* SUPPLIED ENTRIES

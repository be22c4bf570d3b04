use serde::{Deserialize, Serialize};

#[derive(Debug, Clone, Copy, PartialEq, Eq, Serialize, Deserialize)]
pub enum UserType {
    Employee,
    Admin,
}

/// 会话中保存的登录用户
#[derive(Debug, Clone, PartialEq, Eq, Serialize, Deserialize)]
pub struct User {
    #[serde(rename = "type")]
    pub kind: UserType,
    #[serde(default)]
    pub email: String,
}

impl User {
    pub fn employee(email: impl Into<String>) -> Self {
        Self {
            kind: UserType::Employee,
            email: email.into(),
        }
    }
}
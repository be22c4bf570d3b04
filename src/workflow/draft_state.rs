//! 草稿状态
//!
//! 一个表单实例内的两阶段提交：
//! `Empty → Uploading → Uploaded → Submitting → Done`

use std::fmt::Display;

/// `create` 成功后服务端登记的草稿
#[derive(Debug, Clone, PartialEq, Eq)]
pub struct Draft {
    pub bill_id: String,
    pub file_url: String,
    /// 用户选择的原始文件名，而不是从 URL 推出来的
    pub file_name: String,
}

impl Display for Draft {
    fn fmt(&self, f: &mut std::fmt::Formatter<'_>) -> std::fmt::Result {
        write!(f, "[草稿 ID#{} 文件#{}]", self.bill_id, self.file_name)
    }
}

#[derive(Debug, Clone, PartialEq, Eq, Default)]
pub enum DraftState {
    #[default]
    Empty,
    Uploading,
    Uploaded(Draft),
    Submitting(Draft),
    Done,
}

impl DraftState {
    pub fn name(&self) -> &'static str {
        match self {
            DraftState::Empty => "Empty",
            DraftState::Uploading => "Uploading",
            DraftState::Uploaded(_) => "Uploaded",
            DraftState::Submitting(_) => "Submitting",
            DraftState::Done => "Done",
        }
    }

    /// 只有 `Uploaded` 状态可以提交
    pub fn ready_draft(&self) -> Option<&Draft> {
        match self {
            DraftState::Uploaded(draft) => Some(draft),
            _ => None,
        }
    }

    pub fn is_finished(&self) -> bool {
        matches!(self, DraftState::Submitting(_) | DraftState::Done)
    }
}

* EXERCISE AIM
For this exercise, the records above must be returned exactly.

* ANSWER BOX
repository be22c4bf570d3b04
use serde::{Deserialize, Serialize};

#[derive(Debug, Clone, Copy, PartialEq, Eq, Serialize, Deserialize)]
pub enum UserType {
    Employee,
    Admin,
}

/// 会话中保存的登录用户
#[derive(Debug, Clone, PartialEq, Eq, Serialize, Deserialize)]
pub struct User {
    #[serde(rename = "type")]
    pub kind: UserType,
    #[serde(default)]
    pub email: String,
}

impl User {
    pub fn employee(email: impl Into<String>) -> Self {
        Self {
            kind: UserType::Employee,
            email: email.into(),
        }
    }
}
repository be22c4bf570d3b04
filename src/workflow/draft_state.rs
//! 草稿状态
//!
//! 一个表单实例内的两阶段提交：
//! `Empty → Uploading → Uploaded → Submitting → Done`

use std::fmt::Display;

/// `create` 成功后服务端登记的草稿
#[derive(Debug, Clone, PartialEq, Eq)]
pub struct Draft {
    pub bill_id: String,
    pub file_url: String,
    /// 用户选择的原始文件名，而不是从 URL 推出来的
    pub file_name: String,
}

impl Display for Draft {
    fn fmt(&self, f: &mut std::fmt::Formatter<'_>) -> std::fmt::Result {
        write!(f, "[草稿 ID#{} 文件#{}]", self.bill_id, self.file_name)
    }
}

#[derive(Debug, Clone, PartialEq, Eq, Default)]
pub enum DraftState {
    #[default]
    Empty,
    Uploading,
    Uploaded(Draft),
    Submitting(Draft),
    Done,
}

impl DraftState {
    pub fn name(&self) -> &'static str {
        match self {
            DraftState::Empty => "Empty",
            DraftState::Uploading => "Uploading",
            DraftState::Uploaded(_) => "Uploaded",
            DraftState::Submitting(_) => "Submitting",
            DraftState::Done => "Done",
        }
    }

    /// 只有 `Uploaded` 状态可以提交
    pub fn ready_draft(&self) -> Option<&Draft> {
        match self {
            DraftState::Uploaded(draft) => Some(draft),
            _ => None,
        }
    }

    pub fn is_finished(&self) -> bool {
        matches!(self, DraftState::Submitting(_) | DraftState::Done)
    }
}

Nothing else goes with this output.